L’impugnazione del licenziamento, accolta dal primo giudice, era stata respinta dalla Corte d’appello che, mentre negava validità agli argomenti di carattere formale (tardività
del licenziamento rispetto alla contestazione, inosservanza del termine di preavviso del trasferimento) sui quali il primo giudice aveva basato la declaratoria di illegittimità del
licenziamento, valutava poi le prove assunte in appello e riteneva legittimo il provvedimento di trasferimento per concentrazione nella nuova sede delle attività di direzione commerciale
affidate alla dipendente e conseguentemente legittimo il licenziamento per rifiuto di prendervi servizio.
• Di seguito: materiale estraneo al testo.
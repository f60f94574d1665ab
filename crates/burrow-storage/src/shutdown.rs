//! Process-wide shutdown signal.
//!
//! Background work such as the batch-delete pipeline listens on a [`Shutdown`]
//! rather than on the context of the request that started it, so an accepted
//! delete keeps running when the caller goes away and stops only when the
//! process is shutting down.

use tokio::sync::watch;

/// The sending half; fires the signal once for every [`Shutdown`] clone.
#[derive(Debug)]
pub struct ShutdownTrigger {
    tx: watch::Sender<bool>,
}

/// The listening half. Cheap to clone.
#[derive(Debug, Clone)]
pub struct Shutdown {
    rx: watch::Receiver<bool>,
}

/// Creates a connected trigger/listener pair.
pub fn channel() -> (ShutdownTrigger, Shutdown) {
    let (tx, rx) = watch::channel(false);
    (ShutdownTrigger { tx }, Shutdown { rx })
}

impl ShutdownTrigger {
    pub fn trigger(&self) {
        self.tx.send_replace(true);
    }

    pub fn subscribe(&self) -> Shutdown {
        Shutdown {
            rx: self.tx.subscribe(),
        }
    }
}

impl Shutdown {
    /// A signal that never fires.
    pub fn never() -> Self {
        let (_, shutdown) = channel();
        shutdown
    }

    pub fn is_shutdown(&self) -> bool {
        *self.rx.borrow()
    }

    /// Completes once shutdown has been triggered.
    ///
    /// If the trigger is dropped without firing, this never completes.
    pub async fn cancelled(&self) {
        let mut rx = self.rx.clone();
        if rx.wait_for(|stopped| *stopped).await.is_err() {
            std::future::pending::<()>().await;
        }
    }
}

impl Default for Shutdown {
    fn default() -> Self {
        Self::never()
    }
}
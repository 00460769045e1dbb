//! LLM integration module

pub mod client;
pub mod prompts;
pub mod scoring;

pub use client::{CompletionBackend, CompletionRequest, OpenAiBackend, TransportError};
pub use prompts::{PromptBuilder, PromptPair};
pub use scoring::{CandidateRecord, ScoredCandidate, ScoringClient, ScoringError};
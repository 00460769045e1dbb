//! Configuration management for the candidate ranker

use crate::error::{RankerError, Result};
use serde::{Deserialize, Serialize};
use std::fmt;
use std::path::{Path, PathBuf};

#[derive(Debug, Clone, Serialize, Deserialize)]
pub struct Config {
    pub llm: LlmConfig,
    pub pipeline: PipelineConfig,
    pub output: OutputConfig,
}

#[derive(Debug, Clone, Serialize, Deserialize)]
pub struct LlmConfig {
    /// Base URL of an OpenAI-compatible API, without the `/chat/completions` suffix.
    pub api_base: String,
    pub model: String,
    pub temperature: f32,
    pub timeout_secs: u64,
    /// Retries for transient transport failures. Zero keeps one request per document.
    pub max_retries: u32,
    /// Environment variable the API key is read from.
    pub api_key_env: String,
}

#[derive(Debug, Clone, Serialize, Deserialize)]
pub struct PipelineConfig {
    /// Extracted text shorter than this (in characters) is never scored.
    pub min_text_chars: usize,
    /// Number of documents scored at once; 1 means strictly sequential.
    pub concurrency: usize,
}

#[derive(Debug, Clone, Serialize, Deserialize)]
pub struct OutputConfig {
    pub format: OutputFormat,
    pub detailed: bool,
    pub color_output: bool,
}

#[derive(Debug, Clone, Copy, PartialEq, Eq, Serialize, Deserialize)]
pub enum OutputFormat {
    Console,
    Json,
    Markdown,
    Html,
}

pub const DEFAULT_MIN_TEXT_CHARS: usize = 10;
pub const DEFAULT_TEMPERATURE: f32 = 0.2;

impl Default for Config {
    fn default() -> Self {
        Self {
            llm: LlmConfig::default(),
            pipeline: PipelineConfig::default(),
            output: OutputConfig {
                format: OutputFormat::Console,
                detailed: false,
                color_output: true,
            },
        }
    }
}

impl Default for LlmConfig {
    fn default() -> Self {
        Self {
            api_base: "https://api.openai.com/v1".to_string(),
            model: "gpt-4o".to_string(),
            temperature: DEFAULT_TEMPERATURE,
            timeout_secs: 120,
            max_retries: 0,
            api_key_env: "OPENAI_API_KEY".to_string(),
        }
    }
}

impl Default for PipelineConfig {
    fn default() -> Self {
        Self {
            min_text_chars: DEFAULT_MIN_TEXT_CHARS,
            concurrency: 1,
        }
    }
}

impl Config {
    /// Load from the default location, writing defaults there on first run.
    pub fn load() -> Result<Self> {
        Self::load_from(&Self::config_path())
    }

    pub fn load_from(config_path: &Path) -> Result<Self> {
        if config_path.exists() {
            let content = std::fs::read_to_string(config_path)?;
            let config: Config = toml::from_str(&content)
                .map_err(|e| RankerError::Configuration(format!("Failed to parse config: {}", e)))?;
            config.validate()?;
            Ok(config)
        } else {
            let config = Self::default();
            config.save_to(config_path)?;
            Ok(config)
        }
    }

    pub fn save(&self) -> Result<()> {
        self.save_to(&Self::config_path())
    }

    pub fn save_to(&self, config_path: &Path) -> Result<()> {
        if let Some(parent) = config_path.parent() {
            std::fs::create_dir_all(parent)?;
        }

        let content = toml::to_string_pretty(self)
            .map_err(|e| RankerError::Configuration(format!("Failed to serialize config: {}", e)))?;

        std::fs::write(config_path, content)?;
        Ok(())
    }

    pub fn config_path() -> PathBuf {
        dirs::config_dir()
            .unwrap_or_else(|| dirs::home_dir().unwrap_or_else(|| PathBuf::from(".")))
            .join("candidate-ranker")
            .join("config.toml")
    }

    pub fn validate(&self) -> Result<()> {
        if !(0.0..=2.0).contains(&self.llm.temperature) {
            return Err(RankerError::Configuration(format!(
                "llm.temperature must be between 0.0 and 2.0, got {}",
                self.llm.temperature
            )));
        }
        if self.pipeline.concurrency == 0 {
            return Err(RankerError::Configuration(
                "pipeline.concurrency must be at least 1".to_string(),
            ));
        }
        if self.llm.api_base.trim().is_empty() {
            return Err(RankerError::Configuration("llm.api_base is empty".to_string()));
        }
        Ok(())
    }
}

/// The process-wide credential for the scoring endpoint.
///
/// Resolved once at startup and handed to the HTTP backend; never written to disk.
#[derive(Clone)]
pub struct ApiKey(String);

impl ApiKey {
    pub fn new(key: impl Into<String>) -> Result<Self> {
        let key = key.into();
        if key.trim().is_empty() {
            return Err(RankerError::Precondition("API key is empty".to_string()));
        }
        Ok(Self(key.trim().to_string()))
    }

    /// Explicit value first, then the named environment variable.
    pub fn resolve(explicit: Option<&str>, env_var: &str) -> Result<Self> {
        if let Some(key) = explicit {
            return Self::new(key);
        }
        match std::env::var(env_var) {
            Ok(key) if !key.trim().is_empty() => Self::new(key),
            _ => Err(RankerError::Precondition(format!(
                "No API key provided. Pass --api-key or set {}",
                env_var
            ))),
        }
    }

    pub fn expose(&self) -> &str {
        &self.0
    }
}

impl fmt::Debug for ApiKey {
    fn fmt(&self, f: &mut fmt::Formatter<'_>) -> fmt::Result {
        f.write_str("ApiKey(<redacted>)")
    }
}
//! Ranking of scored candidates

use crate::llm::scoring::CandidateRecord;
use serde::{Deserialize, Serialize};

/// Candidate records ordered by `match_score`, highest first. Equal scores
/// keep the order in which they were collected.
#[derive(Debug, Clone, Default, PartialEq, Eq, Serialize, Deserialize)]
#[serde(transparent)]
pub struct RankedResultSet {
    records: Vec<CandidateRecord>,
}

impl RankedResultSet {
    pub fn len(&self) -> usize {
        self.records.len()
    }

    pub fn is_empty(&self) -> bool {
        self.records.is_empty()
    }

    pub fn iter(&self) -> std::slice::Iter<'_, CandidateRecord> {
        self.records.iter()
    }

    pub fn as_slice(&self) -> &[CandidateRecord] {
        &self.records
    }

    pub fn top(&self) -> Option<&CandidateRecord> {
        self.records.first()
    }

    pub fn into_vec(self) -> Vec<CandidateRecord> {
        self.records
    }
}

impl<'a> IntoIterator for &'a RankedResultSet {
    type Item = &'a CandidateRecord;
    type IntoIter = std::slice::Iter<'a, CandidateRecord>;

    fn into_iter(self) -> Self::IntoIter {
        self.records.iter()
    }
}

pub struct RankingAggregator;

impl RankingAggregator {
    pub fn rank(mut records: Vec<CandidateRecord>) -> RankedResultSet {
        // sort_by is stable, which gives the tie-break on input order
        records.sort_by(|a, b| b.match_score.cmp(&a.match_score));
        RankedResultSet { records }
    }
}

#[cfg(test)]
mod tests {
    use super::*;

    fn record(name: &str, score: u8) -> CandidateRecord {
        CandidateRecord {
            candidate_name: name.to_string(),
            match_score: score,
            strengths: vec![],
            missing_skills: vec![],
            summary: String::new(),
            source_filename: format!("{}.pdf", name),
        }
    }

    #[test]
    fn test_descending_with_stable_ties() {
        let ranked = RankingAggregator::rank(vec![
            record("a", 40),
            record("b", 90),
            record("c", 40),
            record("d", 100),
            record("e", 90),
            record("f", 0),
        ]);

        let names: Vec<_> = ranked.iter().map(|r| r.candidate_name.as_str()).collect();
        assert_eq!(names, vec!["d", "b", "e", "a", "c", "f"]);
        assert_eq!(ranked.top().map(|r| r.match_score), Some(100));
    }

    #[test]
    fn test_sorted_for_every_score_pattern() {
        // every score in range, interleaved so ties and reversals both occur
        let records: Vec<_> = (0..=100u8)
            .flat_map(|s| [record(&format!("x{}", s), s), record(&format!("y{}", s), 100 - s)])
            .collect();
        let ranked = RankingAggregator::rank(records.clone());

        assert_eq!(ranked.len(), records.len());
        assert!(ranked
            .as_slice()
            .windows(2)
            .all(|w| w[0].match_score >= w[1].match_score));

        // relative order of equal scores matches input order
        for score in 0..=100u8 {
            let input: Vec<_> = records.iter().filter(|r| r.match_score == score).collect();
            let output: Vec<_> = ranked.iter().filter(|r| r.match_score == score).collect();
            assert_eq!(input, output);
        }
    }

    #[test]
    fn test_empty_is_a_normal_result() {
        let ranked = RankingAggregator::rank(vec![]);
        assert!(ranked.is_empty());
        assert!(ranked.top().is_none());
    }

    #[test]
    fn test_serializes_as_plain_array() {
        let ranked = RankingAggregator::rank(vec![record("a", 10)]);
        let json = serde_json::to_value(&ranked).unwrap();
        assert!(json.is_array());
        assert_eq!(json[0]["source_filename"], "a.pdf");
    }
}
//! Media type detection

use serde::{Deserialize, Serialize};
use std::path::Path;

#[derive(Debug, Clone, Copy, PartialEq, Eq, Serialize, Deserialize)]
pub enum MediaType {
    Pdf,
    Docx,
    Unsupported,
}

const DOCX_MIME: &str = "application/vnd.openxmlformats-officedocument.wordprocessingml.document";

impl MediaType {
    pub fn from_extension(ext: &str) -> Self {
        match ext.to_lowercase().as_str() {
            "pdf" => MediaType::Pdf,
            "docx" => MediaType::Docx,
            _ => MediaType::Unsupported,
        }
    }

    pub fn from_path(path: &Path) -> Self {
        path.extension()
            .and_then(|ext| ext.to_str())
            .map(Self::from_extension)
            .unwrap_or(MediaType::Unsupported)
    }

    /// Upload widgets usually hand over a MIME type rather than an extension.
    pub fn from_mime(mime: &str) -> Self {
        match mime.trim().to_lowercase().as_str() {
            "application/pdf" => MediaType::Pdf,
            DOCX_MIME => MediaType::Docx,
            _ => MediaType::Unsupported,
        }
    }
}
#[derive(Template)]
#[template(source = r#"<!DOCTYPE html>
<html lang="en">
<head>
    <meta charset="UTF-8">
    <meta name="viewport" content="width=device-width, initial-scale=1.0">
    <title>Candidate Ranking: {{ job_title }}</title>
    {% if include_styles %}
    <style>
        body { font-family: -apple-system, BlinkMacSystemFont, 'Segoe UI', Roboto, sans-serif; color: #333; max-width: 960px; margin: 0 auto; padding: 20px; background: #f8f9fa; }
        .container { background: white; padding: 30px; border-radius: 8px; box-shadow: 0 2px 10px rgba(0,0,0,0.1); }
        h1 { color: #007acc; border-bottom: 3px solid #007acc; padding-bottom: 10px; }
        table { width: 100%; border-collapse: collapse; margin: 20px 0; }
        th, td { text-align: left; padding: 8px; border-bottom: 1px solid #e9ecef; }
        .score-badge { display: inline-block; padding: 2px 10px; border-radius: 12px; font-weight: bold; color: white; }
        .score-excellent { background: #28a745; }
        .score-good { background: #17a2b8; }
        .score-fair { background: #ffc107; color: #000; }
        .score-poor { background: #dc3545; }
        details { margin: 10px 0; padding: 10px; background: #f8f9fa; border-left: 4px solid #007acc; }
        .skipped { color: #6c757d; }
    </style>
    {% endif %}
</head>
<body>
<div class="container">
    <h1>Candidate Ranking: {{ job_title }}</h1>
    <p>Generated {{ generated_at }} &middot; {{ processed }} scored &middot; {{ skipped_count }} skipped &middot; model {{ model }}</p>
    {% if has_results %}
    <table>
        <thead><tr><th>#</th><th>Candidate</th><th>Match</th><th>Source file</th></tr></thead>
        <tbody>
        {% for c in candidates %}
            <tr><td>{{ c.rank }}</td><td>{{ c.name }}</td><td><span class="score-badge {{ c.score_class }}">{{ c.score }}%</span></td><td>{{ c.file }}</td></tr>
        {% endfor %}
        </tbody>
    </table>
    {% for c in candidates %}
    <details>
        <summary>{{ c.score }}% - {{ c.name }} ({{ c.file }})</summary>
        <p><strong>Summary:</strong> {{ c.summary }}</p>
        <p><strong>Strengths:</strong></p>
        <ul>{% for s in c.strengths %}<li>{{ s }}</li>{% endfor %}</ul>
        <p><strong>Missing skills / risks:</strong></p>
        <ul>{% for m in c.missing_skills %}<li>{{ m }}</li>{% endfor %}</ul>
    </details>
    {% endfor %}
    {% else %}
    <p><strong>No results.</strong> None of the uploaded documents could be scored.</p>
    {% endif %}
    {% if has_skipped %}
    <h2>Skipped documents</h2>
    <ul class="skipped">
    {% for s in skipped %}<li>{{ s.filename }}: {{ s.reason }}</li>{% endfor %}
    </ul>
    {% endif %}
    <p class="skipped">candidate-ranker v{{ version }}</p>
</div>
</body>
</html>"#, ext = "html")]
struct HtmlTemplate {
    include_styles: bool,
    job_title: String,
    generated_at: String,
    processed: usize,
    skipped_count: usize,
    model: String,
    has_results: bool,
    candidates: Vec<HtmlCandidate>,
    has_skipped: bool,
    skipped: Vec<HtmlSkipped>,
    version: String,
}

#[derive(Debug, Clone)]
struct HtmlSkipped {
    filename: String,
    reason: String,
}

#[derive(Debug, Clone)]
struct HtmlCandidate {
    rank: usize,
    name: String,
    score: u8,
    score_class: &'static str,
    file: String,
    summary: String,
    strengths: Vec<String>,
    missing_skills: Vec<String>,
}

fn timestamp(report: &RankingReport) -> String {
    report
        .metadata
        .generated_at
        .format("%Y-%m-%d %H:%M:%S UTC")
        .to_string()
}

impl ConsoleFormatter {
    pub fn new(use_colors: bool, detailed: bool) -> Self {
        Self { use_colors, detailed }
    }

    fn colorize(&self, text: &str, color: Color) -> String {
        if self.use_colors {
            text.color(color).to_string()
        } else {
            text.to_string()
        }
    }

    fn format_header(&self, title: &str, level: u8) -> String {
        let prefix = match level {
            1 => "█",
            2 => "▓",
            _ => "▒",
        };

        let color = match level {
            1 => Color::Blue,
            2 => Color::Green,
            _ => Color::Yellow,
        };

        if self.use_colors {
            format!("\n{} {}\n", prefix.color(color).bold(), title.color(color).bold())
        } else {
            format!("\n{} {}\n", prefix, title)
        }
    }

    fn format_score_badge(&self, score: u8) -> String {
        let band = ScoreBand::from_score(score);
        let color = match band {
            ScoreBand::Excellent => Color::Green,
            ScoreBand::Strong => Color::BrightGreen,
            ScoreBand::Moderate => Color::Yellow,
            ScoreBand::Weak => Color::Red,
            ScoreBand::Poor => Color::BrightRed,
        };

        if self.use_colors {
            format!("[{}]", band.label().color(color).bold())
        } else {
            format!("[{}]", band.label())
        }
    }

    fn format_candidate_card(&self, rank: usize, candidate: &CandidateRecord) -> String {
        let mut output = String::new();
        output.push_str(&self.format_header(
            &format!(
                "{}. {}% - {} ({})",
                rank, candidate.match_score, candidate.candidate_name, candidate.source_filename
            ),
            3,
        ));
        output.push_str(&format!("Summary: {}\n", candidate.summary));

        if !candidate.strengths.is_empty() {
            output.push_str(&self.colorize("✅ Strengths:\n", Color::Green));
            for strength in &candidate.strengths {
                output.push_str(&format!("  • {}\n", strength));
            }
        }

        if !candidate.missing_skills.is_empty() {
            output.push_str(&self.colorize("❌ Missing skills / risks:\n", Color::Red));
            for missing in &candidate.missing_skills {
                output.push_str(&format!("  • {}\n", missing));
            }
        }
        output
    }
}
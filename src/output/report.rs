//! Report structure handed to the formatters

use crate::llm::scoring::CandidateRecord;
use crate::processing::pipeline::{PipelineOutcome, SkippedDocument};
use crate::processing::ranking::{RankedResultSet, RankingAggregator};
use crate::profile::JobProfile;
use chrono::{DateTime, Utc};
use serde::{Deserialize, Serialize};

/// Everything a presentation layer needs from one ranking run.
#[derive(Debug, Clone, Serialize, Deserialize)]
pub struct RankingReport {
    pub job_title: String,
    pub ranked: RankedResultSet,
    pub skipped: Vec<SkippedDocument>,
    pub metadata: ReportMetadata,
}

#[derive(Debug, Clone, Serialize, Deserialize)]
pub struct ReportMetadata {
    pub generated_at: DateTime<Utc>,
    pub processing_time_ms: u64,
    pub model_used: String,
    pub total_documents: usize,
    pub version: String,
}

/// Qualitative band for a 0-100 match score.
#[derive(Debug, Clone, Copy, PartialEq, Eq)]
pub enum ScoreBand {
    Excellent,
    Strong,
    Moderate,
    Weak,
    Poor,
}

impl ScoreBand {
    pub fn from_score(score: u8) -> Self {
        match score {
            90..=u8::MAX => ScoreBand::Excellent,
            75..=89 => ScoreBand::Strong,
            60..=74 => ScoreBand::Moderate,
            40..=59 => ScoreBand::Weak,
            _ => ScoreBand::Poor,
        }
    }

    pub fn label(&self) -> &'static str {
        match self {
            ScoreBand::Excellent => "EXCELLENT",
            ScoreBand::Strong => "STRONG",
            ScoreBand::Moderate => "MODERATE",
            ScoreBand::Weak => "WEAK",
            ScoreBand::Poor => "POOR",
        }
    }

    pub fn css_class(&self) -> &'static str {
        match self {
            ScoreBand::Excellent => "score-excellent",
            ScoreBand::Strong => "score-good",
            ScoreBand::Moderate => "score-fair",
            ScoreBand::Weak | ScoreBand::Poor => "score-poor",
        }
    }
}

impl RankingReport {
    /// Rank the pipeline output and attach run metadata. Skips from the input
    /// layer (unreadable files) come first, followed by pipeline skips.
    pub fn build(
        job: &JobProfile,
        outcome: PipelineOutcome,
        input_skips: Vec<SkippedDocument>,
        model_used: &str,
        processing_time_ms: u64,
    ) -> Self {
        let total_documents = outcome.total() + input_skips.len();
        let mut skipped = input_skips;
        skipped.extend(outcome.skipped);

        Self {
            job_title: job.title().to_string(),
            ranked: RankingAggregator::rank(outcome.records),
            skipped,
            metadata: ReportMetadata {
                generated_at: Utc::now(),
                processing_time_ms,
                model_used: model_used.to_string(),
                total_documents,
                version: env!("CARGO_PKG_VERSION").to_string(),
            },
        }
    }

    pub fn processed_count(&self) -> usize {
        self.ranked.len()
    }

    pub fn skipped_count(&self) -> usize {
        self.skipped.len()
    }

    /// True when every document failed; callers render an explicit "no results" state.
    pub fn has_no_results(&self) -> bool {
        self.ranked.is_empty()
    }

    pub fn candidates(&self) -> &[CandidateRecord] {
        self.ranked.as_slice()
    }
}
Contro tale sentenza la dipendente ha presentato ricorso in Cassazione

La decisione della Corte di Cassazione
Per la Cassazione, la norma contrattuale (che dispone che «il trasferimento dei lavoratori con responsabilità di direzione verrà di norma comunicato per iscritto agli
interessati con un preavviso di 45 giorni ovvero di 70 giorni per coloro che abbiano familiari a carico«) non detta un termine perentorio.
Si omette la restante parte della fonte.